DATA UNDER STUDY Start Marker
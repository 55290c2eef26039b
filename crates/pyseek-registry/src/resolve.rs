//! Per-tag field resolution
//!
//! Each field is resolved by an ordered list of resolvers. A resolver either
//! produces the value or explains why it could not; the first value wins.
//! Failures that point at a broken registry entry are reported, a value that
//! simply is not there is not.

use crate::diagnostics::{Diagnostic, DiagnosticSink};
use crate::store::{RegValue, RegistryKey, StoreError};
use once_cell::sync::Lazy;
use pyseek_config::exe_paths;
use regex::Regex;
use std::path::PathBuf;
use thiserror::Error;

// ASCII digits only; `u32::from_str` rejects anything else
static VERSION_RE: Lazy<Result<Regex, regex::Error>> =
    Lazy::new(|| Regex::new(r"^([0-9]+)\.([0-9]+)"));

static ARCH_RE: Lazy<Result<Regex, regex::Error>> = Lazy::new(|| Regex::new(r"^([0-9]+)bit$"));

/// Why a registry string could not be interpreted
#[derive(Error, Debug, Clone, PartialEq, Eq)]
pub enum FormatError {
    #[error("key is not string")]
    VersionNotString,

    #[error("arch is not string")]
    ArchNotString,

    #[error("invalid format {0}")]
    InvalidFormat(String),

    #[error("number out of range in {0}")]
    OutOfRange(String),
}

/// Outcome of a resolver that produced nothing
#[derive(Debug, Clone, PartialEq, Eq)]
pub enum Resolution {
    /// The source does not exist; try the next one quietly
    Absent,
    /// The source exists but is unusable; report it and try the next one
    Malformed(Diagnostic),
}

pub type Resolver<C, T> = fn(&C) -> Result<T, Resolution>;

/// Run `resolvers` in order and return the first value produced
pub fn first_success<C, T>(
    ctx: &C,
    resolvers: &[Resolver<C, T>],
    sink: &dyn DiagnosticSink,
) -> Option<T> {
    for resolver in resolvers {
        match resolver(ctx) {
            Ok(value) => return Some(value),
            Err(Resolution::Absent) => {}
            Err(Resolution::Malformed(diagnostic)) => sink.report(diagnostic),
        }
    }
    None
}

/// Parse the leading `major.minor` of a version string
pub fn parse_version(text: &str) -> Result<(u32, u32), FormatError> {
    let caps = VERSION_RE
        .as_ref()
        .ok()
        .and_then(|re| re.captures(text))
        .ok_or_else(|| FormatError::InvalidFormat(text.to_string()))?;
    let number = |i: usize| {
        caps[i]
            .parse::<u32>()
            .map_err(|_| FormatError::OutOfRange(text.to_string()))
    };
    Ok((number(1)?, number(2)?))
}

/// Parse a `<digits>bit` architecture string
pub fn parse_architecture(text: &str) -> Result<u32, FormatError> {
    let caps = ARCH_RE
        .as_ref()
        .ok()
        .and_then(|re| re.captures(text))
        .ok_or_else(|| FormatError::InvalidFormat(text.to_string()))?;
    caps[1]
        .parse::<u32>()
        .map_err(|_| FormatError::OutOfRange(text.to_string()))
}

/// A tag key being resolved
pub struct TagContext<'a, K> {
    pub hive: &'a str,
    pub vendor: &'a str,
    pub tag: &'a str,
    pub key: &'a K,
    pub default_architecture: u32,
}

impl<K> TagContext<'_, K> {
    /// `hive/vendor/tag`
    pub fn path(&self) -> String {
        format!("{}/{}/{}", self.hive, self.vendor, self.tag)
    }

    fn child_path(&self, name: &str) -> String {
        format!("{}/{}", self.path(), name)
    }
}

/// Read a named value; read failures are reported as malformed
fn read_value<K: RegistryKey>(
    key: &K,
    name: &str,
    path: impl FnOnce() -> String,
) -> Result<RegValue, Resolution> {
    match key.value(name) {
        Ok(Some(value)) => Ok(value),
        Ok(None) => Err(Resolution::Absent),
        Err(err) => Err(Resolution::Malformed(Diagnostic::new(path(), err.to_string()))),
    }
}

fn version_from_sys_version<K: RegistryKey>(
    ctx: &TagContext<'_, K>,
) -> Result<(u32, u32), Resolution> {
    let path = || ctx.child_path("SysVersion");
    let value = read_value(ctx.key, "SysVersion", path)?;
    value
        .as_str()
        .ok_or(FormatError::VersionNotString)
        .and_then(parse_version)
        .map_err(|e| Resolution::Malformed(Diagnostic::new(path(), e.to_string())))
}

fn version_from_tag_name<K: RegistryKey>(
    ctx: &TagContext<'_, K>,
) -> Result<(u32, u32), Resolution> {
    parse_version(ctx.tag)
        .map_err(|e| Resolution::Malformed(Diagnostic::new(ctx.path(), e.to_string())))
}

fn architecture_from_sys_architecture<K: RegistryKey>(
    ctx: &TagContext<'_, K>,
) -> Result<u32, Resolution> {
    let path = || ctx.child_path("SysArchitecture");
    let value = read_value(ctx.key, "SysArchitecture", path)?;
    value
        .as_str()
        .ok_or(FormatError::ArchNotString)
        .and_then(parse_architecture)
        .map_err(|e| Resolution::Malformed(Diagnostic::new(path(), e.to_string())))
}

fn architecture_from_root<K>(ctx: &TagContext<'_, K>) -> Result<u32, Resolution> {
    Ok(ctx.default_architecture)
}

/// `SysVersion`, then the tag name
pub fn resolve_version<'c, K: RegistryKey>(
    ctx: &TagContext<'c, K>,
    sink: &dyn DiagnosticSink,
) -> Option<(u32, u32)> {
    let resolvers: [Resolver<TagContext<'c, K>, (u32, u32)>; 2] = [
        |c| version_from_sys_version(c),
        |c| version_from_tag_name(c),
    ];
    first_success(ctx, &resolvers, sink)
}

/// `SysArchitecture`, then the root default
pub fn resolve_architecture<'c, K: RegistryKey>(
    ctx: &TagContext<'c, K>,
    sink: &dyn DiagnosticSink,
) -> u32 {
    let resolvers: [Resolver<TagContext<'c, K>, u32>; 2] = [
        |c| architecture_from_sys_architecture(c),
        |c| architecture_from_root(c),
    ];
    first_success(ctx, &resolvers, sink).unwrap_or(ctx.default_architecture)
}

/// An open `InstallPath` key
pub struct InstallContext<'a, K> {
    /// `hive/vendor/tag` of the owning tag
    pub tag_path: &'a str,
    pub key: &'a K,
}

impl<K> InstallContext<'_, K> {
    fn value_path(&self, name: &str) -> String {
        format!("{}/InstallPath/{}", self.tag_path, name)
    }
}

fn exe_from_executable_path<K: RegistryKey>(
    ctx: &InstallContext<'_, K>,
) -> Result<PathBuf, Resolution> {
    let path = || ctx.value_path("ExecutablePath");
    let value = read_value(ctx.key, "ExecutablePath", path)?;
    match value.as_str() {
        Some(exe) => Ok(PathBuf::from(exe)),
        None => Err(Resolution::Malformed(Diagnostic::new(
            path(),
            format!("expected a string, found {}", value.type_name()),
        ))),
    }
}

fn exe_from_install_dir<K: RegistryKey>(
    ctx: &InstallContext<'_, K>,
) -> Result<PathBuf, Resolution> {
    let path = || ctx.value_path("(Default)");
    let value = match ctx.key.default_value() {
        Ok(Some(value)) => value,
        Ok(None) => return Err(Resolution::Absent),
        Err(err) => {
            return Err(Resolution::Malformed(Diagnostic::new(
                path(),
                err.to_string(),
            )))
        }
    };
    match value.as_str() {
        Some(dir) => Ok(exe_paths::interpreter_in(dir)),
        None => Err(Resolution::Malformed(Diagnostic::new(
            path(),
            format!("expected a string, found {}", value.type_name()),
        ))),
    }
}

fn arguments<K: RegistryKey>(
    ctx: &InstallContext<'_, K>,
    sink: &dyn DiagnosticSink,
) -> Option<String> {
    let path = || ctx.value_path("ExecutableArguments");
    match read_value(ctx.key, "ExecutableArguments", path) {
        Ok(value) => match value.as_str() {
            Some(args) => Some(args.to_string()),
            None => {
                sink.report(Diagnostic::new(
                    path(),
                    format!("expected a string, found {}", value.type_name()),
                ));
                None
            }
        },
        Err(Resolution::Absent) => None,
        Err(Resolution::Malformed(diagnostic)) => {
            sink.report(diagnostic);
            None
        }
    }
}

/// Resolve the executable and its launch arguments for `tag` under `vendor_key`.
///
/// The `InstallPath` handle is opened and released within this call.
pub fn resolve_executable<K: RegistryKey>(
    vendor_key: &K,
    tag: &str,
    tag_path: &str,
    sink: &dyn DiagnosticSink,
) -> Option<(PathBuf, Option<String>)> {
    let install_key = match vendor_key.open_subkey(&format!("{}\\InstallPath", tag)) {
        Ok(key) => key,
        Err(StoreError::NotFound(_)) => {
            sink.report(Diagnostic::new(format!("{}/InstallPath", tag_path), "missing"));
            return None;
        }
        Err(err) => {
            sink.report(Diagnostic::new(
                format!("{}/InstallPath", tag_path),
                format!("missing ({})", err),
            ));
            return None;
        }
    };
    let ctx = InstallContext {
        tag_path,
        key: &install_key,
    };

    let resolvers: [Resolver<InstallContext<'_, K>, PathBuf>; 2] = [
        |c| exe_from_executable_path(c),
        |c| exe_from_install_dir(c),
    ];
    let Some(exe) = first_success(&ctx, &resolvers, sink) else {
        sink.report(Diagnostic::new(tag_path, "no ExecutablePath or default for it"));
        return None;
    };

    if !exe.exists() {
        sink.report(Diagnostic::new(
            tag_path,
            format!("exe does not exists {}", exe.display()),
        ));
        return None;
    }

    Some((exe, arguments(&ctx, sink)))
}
DATA UNDER STUDY End Marker
PROBLEM = Go line by line through the records and copy those that contain the word "derive".

RESPONSE BOX =
#[derive(Error, Debug, Clone, PartialEq, Eq)]
#[derive(Debug, Clone, PartialEq, Eq)]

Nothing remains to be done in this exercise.